(Work order):
Send back the entries below exactly as they appear.

•••

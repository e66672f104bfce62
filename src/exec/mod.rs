// src/exec/mod.rs

//! Process execution layer.
//!
//! - [`backend`] provides the `TaskExecutor` trait and the production
//!   `ProcessTaskExecutor`; tests replace it with a fake.
//! - [`command`] builds the tool command lines for each task kind.
//! - [`task_runner`] runs one subprocess and writes its output to the task log.

pub mod backend;
pub mod command;
pub mod task_runner;

pub use backend::{ProcessTaskExecutor, TaskExecutor};
pub use command::{build_commands, CommandLine, ToolPaths};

•••

(Reply):
repository e66672f104bfce62
filename src/exec/mod.rs
// src/exec/mod.rs

//! Process execution layer.
//!
//! - [`backend`] provides the `TaskExecutor` trait and the production
//!   `ProcessTaskExecutor`; tests replace it with a fake.
//! - [`command`] builds the tool command lines for each task kind.
//! - [`task_runner`] runs one subprocess and writes its output to the task log.

pub mod backend;
pub mod command;
pub mod task_runner;

pub use backend::{ProcessTaskExecutor, TaskExecutor};
pub use command::{build_commands, CommandLine, ToolPaths};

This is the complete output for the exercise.